Forty-five years since the end of the postwar U.S. rule of Okinawa and its reversion to Japan, there seems to be a deepening schism between the national government and the southernmost prefecture. Okinawa remains host to a disproportionately heavy presence of American military bases under the security treaty with the United States. The administration of Gov. Takeshi Onaga and Tokyo are in a protracted standoff over construction of a new airfield in the Henoko area of Nago, Okinawa Island, to take over the functions of the U.S. Marines' Futenma air station — with the promise of closing Futenma only if an alternate facility is built in Okinawa, symbolizing the government's policy over U.S. bases in the prefecture. If the administration of Prime Minister Shinzo Abe is serious about its stated desire to reduce Okinawa's burden of hosting U.S. bases, it should rethink its construction of the substitute facility in Henoko.

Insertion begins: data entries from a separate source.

use super::*;
use std::sync::Arc;
use std::time::Duration;

use crate::frame::{FrameLayout, encode_frame};

const WAIT: Duration = Duration::from_secs(5);

async fn start() -> (SocketAddr, mpsc::Receiver<Event>, JoinHandle<()>) {
    let listener = bind(0).await.unwrap();
    let port = listener.local_addr().unwrap().port();
    let (tx, rx) = mpsc::channel(16);
    let handle = spawn_acceptor(listener, tx, 4);
    (SocketAddr::from(([127, 0, 0, 1], port)), rx, handle)
}

async fn next_event(rx: &mut mpsc::Receiver<Event>) -> Event {
    tokio::time::timeout(WAIT, rx.recv()).await.unwrap().unwrap()
}

#[tokio::test]
async fn accepted_client_receives_queued_frames_in_order() {
    let (addr, mut events, _acceptor) = start().await;
    let mut client = TcpStream::connect(addr).await.unwrap();

    let Event::ClientConnected { tx, .. } = next_event(&mut events).await else {
        panic!("expected ClientConnected");
    };
    let first = encode_frame(b"first", FrameLayout::Plain).unwrap();
    let second = encode_frame(b"second", FrameLayout::Plain).unwrap();
    tx.send(Arc::clone(&first)).await.unwrap();
    tx.send(Arc::clone(&second)).await.unwrap();

    let mut buf = vec![0_u8; first.len() + second.len()];
    tokio::time::timeout(WAIT, client.read_exact(&mut buf)).await.unwrap().unwrap();
    assert_eq!(&buf[..first.len()], &*first);
    assert_eq!(&buf[first.len()..], &*second);
}

#[tokio::test]
async fn peer_close_reports_client_gone() {
    let (addr, mut events, _acceptor) = start().await;
    let client = TcpStream::connect(addr).await.unwrap();

    let Event::ClientConnected { id, tx: _tx, .. } = next_event(&mut events).await else {
        panic!("expected ClientConnected");
    };
    drop(client);

    let Event::ClientGone { id: gone, reason } = next_event(&mut events).await else {
        panic!("expected ClientGone");
    };
    assert_eq!(gone, id);
    assert_eq!(reason, GoneReason::Closed);
}

#[tokio::test]
async fn dropping_queue_ends_connection_silently() {
    let (addr, mut events, _acceptor) = start().await;
    let mut client = TcpStream::connect(addr).await.unwrap();

    let Event::ClientConnected { tx, .. } = next_event(&mut events).await else {
        panic!("expected ClientConnected");
    };
    drop(tx);

    // Server side closes the socket, so the client sees EOF.
    let mut buf = [0_u8; 8];
    let n = tokio::time::timeout(WAIT, client.read(&mut buf)).await.unwrap().unwrap();
    assert_eq!(n, 0);
    assert!(tokio::time::timeout(Duration::from_millis(100), events.recv()).await.is_err());
}

#[tokio::test]
async fn each_connection_gets_its_own_id() {
    let (addr, mut events, _acceptor) = start().await;
    let _a = TcpStream::connect(addr).await.unwrap();
    let _b = TcpStream::connect(addr).await.unwrap();

    let Event::ClientConnected { id: first, .. } = next_event(&mut events).await else {
        panic!("expected ClientConnected");
    };
    let Event::ClientConnected { id: second, .. } = next_event(&mut events).await else {
        panic!("expected ClientConnected");
    };
    assert_ne!(first, second);
}

#[test]
fn per_connection_accept_errors_retry_immediately() {
    for kind in [io::ErrorKind::ConnectionAborted, io::ErrorKind::ConnectionReset, io::ErrorKind::ConnectionRefused] {
        assert_eq!(accept_backoff(&io::Error::from(kind)), None);
    }
}

#[test]
fn listener_level_accept_errors_back_off() {
    // EMFILE: every further accept fails until a descriptor is freed.
    let emfile = io::Error::from_raw_os_error(24);
    assert_eq!(accept_backoff(&emfile), Some(ACCEPT_ERROR_BACKOFF));
    assert_eq!(accept_backoff(&io::Error::other("out of memory")), Some(ACCEPT_ERROR_BACKOFF));
    assert!(ACCEPT_ERROR_BACKOFF >= Duration::from_millis(100));
}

Chobyo Yara, who led the Okinawans' movement for reversion of their land and in 1968 became the first elected head of the government of the Ryukyu Islands under the U.S. administration, pursued an ideal of "building a peaceful and affluent Okinawa without nuclear weapons or military bases." That was based on local residents' harsh experiences during and after World War II. The Battle of Okinawa, which raged from March to June 1945, was the only World War II ground battle fought in Japan in which residents were exposed to the terror of combat. Some 150,000 residents of Okinawa, or about a quarter of the population, were killed.

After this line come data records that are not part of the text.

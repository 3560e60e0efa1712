//! HTTP clients for the touch table and projector nodes.
//!
//! Thin wrappers over `reqwest`. Status probes use a short per-request
//! timeout; calibration calls only bound the connect phase because a
//! calibration legitimately takes as long as the user needs to touch.

use std::time::Duration;

use async_trait::async_trait;
use serde::de::DeserializeOwned;

use super::{LinkError, Projector, ProjectorCalibration, ProjectorStatus, TableCalibrated, TouchTable};

const CONNECT_TIMEOUT_SECS: u64 = 2;
const PROBE_TIMEOUT_SECS: u64 = 2;

fn build_client() -> Result<reqwest::Client, LinkError> {
    reqwest::Client::builder()
        .connect_timeout(Duration::from_secs(CONNECT_TIMEOUT_SECS))
        .build()
        .map_err(|e| LinkError::HttpClientBuild(e.to_string()))
}

/// Send a request and decode a JSON body, mapping every failure to `LinkError`.
async fn fetch_json<T: DeserializeOwned>(peer: &str, req: reqwest::RequestBuilder) -> Result<T, LinkError> {
    let response = send(peer, req).await?;
    response
        .json::<T>()
        .await
        .map_err(|e| LinkError::Parse { peer: peer.to_string(), message: e.to_string() })
}

async fn send(peer: &str, req: reqwest::RequestBuilder) -> Result<reqwest::Response, LinkError> {
    let response = req
        .send()
        .await
        .map_err(|e| LinkError::Request { peer: peer.to_string(), message: e.to_string() })?;
    let status = response.status();
    if !status.is_success() {
        return Err(LinkError::Response { peer: peer.to_string(), status: status.as_u16() });
    }
    Ok(response)
}

// =============================================================================
// TOUCH TABLE
// =============================================================================

pub struct HttpTouchTable {
    http: reqwest::Client,
    base_url: String,
}

impl HttpTouchTable {
    /// # Errors
    ///
    /// Returns [`LinkError::HttpClientBuild`] if the HTTP client cannot be built.
    pub fn new(base_url: impl Into<String>) -> Result<Self, LinkError> {
        Ok(Self { http: build_client()?, base_url: base_url.into() })
    }
}

#[async_trait]
impl TouchTable for HttpTouchTable {
    async fn calibrated(&self) -> Result<bool, LinkError> {
        let req = self
            .http
            .get(format!("{}/calibrated", self.base_url))
            .timeout(Duration::from_secs(PROBE_TIMEOUT_SECS));
        let body: TableCalibrated = fetch_json(&self.base_url, req).await?;
        Ok(body.calibrated)
    }

    async fn calibrate_service_ready(&self) -> Result<(), LinkError> {
        let req = self
            .http
            .get(format!("{}/healthz", self.base_url))
            .timeout(Duration::from_secs(PROBE_TIMEOUT_SECS));
        send(&self.base_url, req).await.map(|_| ())
    }

    async fn calibrate(&self) -> Result<(), LinkError> {
        let req = self.http.post(format!("{}/calibrate", self.base_url));
        send(&self.base_url, req).await.map(|_| ())
    }
}

// =============================================================================
// PROJECTOR
// =============================================================================

pub struct HttpProjector {
    http: reqwest::Client,
    base_url: String,
}

impl HttpProjector {
    /// # Errors
    ///
    /// Returns [`LinkError::HttpClientBuild`] if the HTTP client cannot be built.
    pub fn new(base_url: impl Into<String>) -> Result<Self, LinkError> {
        Ok(Self { http: build_client()?, base_url: base_url.into() })
    }
}

#[async_trait]
impl Projector for HttpProjector {
    fn id(&self) -> &str {
        &self.base_url
    }

    async fn status(&self) -> Result<ProjectorStatus, LinkError> {
        let req = self
            .http
            .get(format!("{}/status", self.base_url))
            .timeout(Duration::from_secs(PROBE_TIMEOUT_SECS));
        fetch_json(&self.base_url, req).await
    }

    async fn calibrate(&self) -> Result<bool, LinkError> {
        let req = self.http.post(format!("{}/calibrate", self.base_url));
        let body: ProjectorCalibration = fetch_json(&self.base_url, req).await?;
        Ok(body.calibrated)
    }
}

#[cfg(test)]
#[path = "http_test.rs"]
mod tests;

What followed were 27 years of postwar U.S. rule of Okinawa, during which the U.S. high commissioner — a position held by U.S. Army lieutenant generals — wielded enormous powers, including appointing the head of the Ryukyu Islands government and promulgating ordinances. By means of a land expropriation ordinance, the U.S. requisitioned large tracts of land for military bases. It was only in 1968 that Okinawa residents won the right to elect the head of their local administration.